Holding Out
By Joshua Johnston


Perry, Maine
Free States of New England
April 16th, 2692

They asked me to leave again today. I told them to go to hell. Despite my full knowledge of the facts, I'm going to stay. There have been Rowes here for eight hundred years, on this very same plot of land. And I'll be damned if we give up our life on this land, this Earth, without a fight. 

I was sitting in the living room, watching the latest rounds in the hockey tournaments on Europa when they knocked on the door. When the last rains fell, something shorted in the household system so I couldn't screen my visitors. I stopped caring though. When the Kavanaghs moved away in '687, there didn't seem to be much reason to expect guests, not when the nearest occupied plot of land was a hundred miles or more out. When I got up to answer the door, there they were again, standing in the makeshift airlock my daughter made me build before she got on the ship.

The two men wore those bright orange suits they'd begun issuing back in the 80's. Shocking. Glaring. That damn yellow stripe running all up the sides, like a mutated bumblebee. I could see the badges stuck on their chests. Bureau of Evacuation.
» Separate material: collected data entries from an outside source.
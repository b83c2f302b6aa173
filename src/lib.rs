/*!
 * GLM - Copy installed packages between storage libraries
 *
 * This library plans and performs the transfer of one installed package from
 * one library root to another, skipping files that already exist at the
 * destination with the same size.
 */

pub mod app;
pub mod catalog;
pub mod cli;
pub mod config;
pub mod error;
pub mod library;
pub mod manifest;
pub mod menu;
pub mod report;
pub mod store;
pub mod transfer;
pub mod types;
pub mod utils;

#[cfg(test)]
mod tests;

// Re-export main components for easier access
pub use catalog::PathCatalog;
pub use config::Config;
pub use error::{GlmError, Result};
pub use library::LibraryLayout;
pub use manifest::{ManifestScanner, PackageManifest};
pub use report::{BarReporter, TransferReport};
pub use transfer::{
    CopyProgress, ExecutionSummary, PlanExecutor, ProgressReporter, Transfer, TransferRequest,
    TreePlanner,
};
pub use types::{CopyPlan, DirNode, FileAction, FileNode, PlanNode, PlanSummary};
pub use utils::format_file_size;

/// Version of the library
pub const VERSION: &str = env!("CARGO_PKG_VERSION");
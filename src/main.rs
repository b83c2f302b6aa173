/*!
 * Command-line interface for GLM
 */

use std::process::ExitCode;

use clap::Parser;
use console::style;
use tracing_subscriber::EnvFilter;

use glm::app::App;
use glm::config::{Args, Command, Config};
use glm::{cli, menu};

fn init_tracing(verbose: u8) {
    let level = match verbose {
        0 => "warn",
        1 => "debug",
        _ => "trace",
    };

    let filter = EnvFilter::try_from_default_env().unwrap_or_else(|_| EnvFilter::new(format!("glm={level}")));
    let subscriber = tracing_subscriber::fmt()
        .with_env_filter(filter)
        .with_writer(std::io::stderr)
        .with_target(false)
        .finish();

    if let Err(e) = tracing::subscriber::set_global_default(subscriber) {
        eprintln!("Failed to install the log subscriber: {}", e);
    }
}

fn run(args: Args) -> glm::Result<()> {
    // Completions don't need a configuration store
    if let Some(Command::Completions { shell }) = &args.command {
        cli::print_completions(*shell);
        return Ok(());
    }

    let config = Config::from_args(&args);
    config.validate()?;

    let mut app = App::open(config)?;
    match &args.command {
        Some(command) => cli::run(&mut app, command),
        None => menu::run(&mut app),
    }
}

fn main() -> ExitCode {
    let args = Args::parse();
    init_tracing(args.verbose);

    match run(args) {
        Ok(()) => ExitCode::SUCCESS,
        Err(e) => {
            eprintln!("{} {}", style("X").red().bright(), e);
            ExitCode::FAILURE
        }
    }
}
"Mister Rowe?" the first had started. "We're from the Evacuation Bureau. We were asked by your daughter to fly you to Bangor for the next available seats. Have you contacted her, are you packed?"

"You know goddamn well I'm not packing!" I replied, mustering up as much indignation as I could, holding the door open just a crack. "If I changed my damn mind, I'd be flying my own damn self!" 

In comparison to the man who spoke first, the second was definitely appearing to be the one in charge. He was taller, wider, and older. Not nearly on par with myself, his age was only beginning to be noticeable. His hair was still naturally dark, but the slightest amount of sag to his cheeks had begun to set in. 

"Sir," started the second, "We can't guarantee your safety anymore. The weather's beginning to get into the red zone down in Florida, and we think it's going to be just as bad here in the fall. There have been some exposure fatalities in Miami, and some pretty bad mutations along the fringes of Raleigh-Durham"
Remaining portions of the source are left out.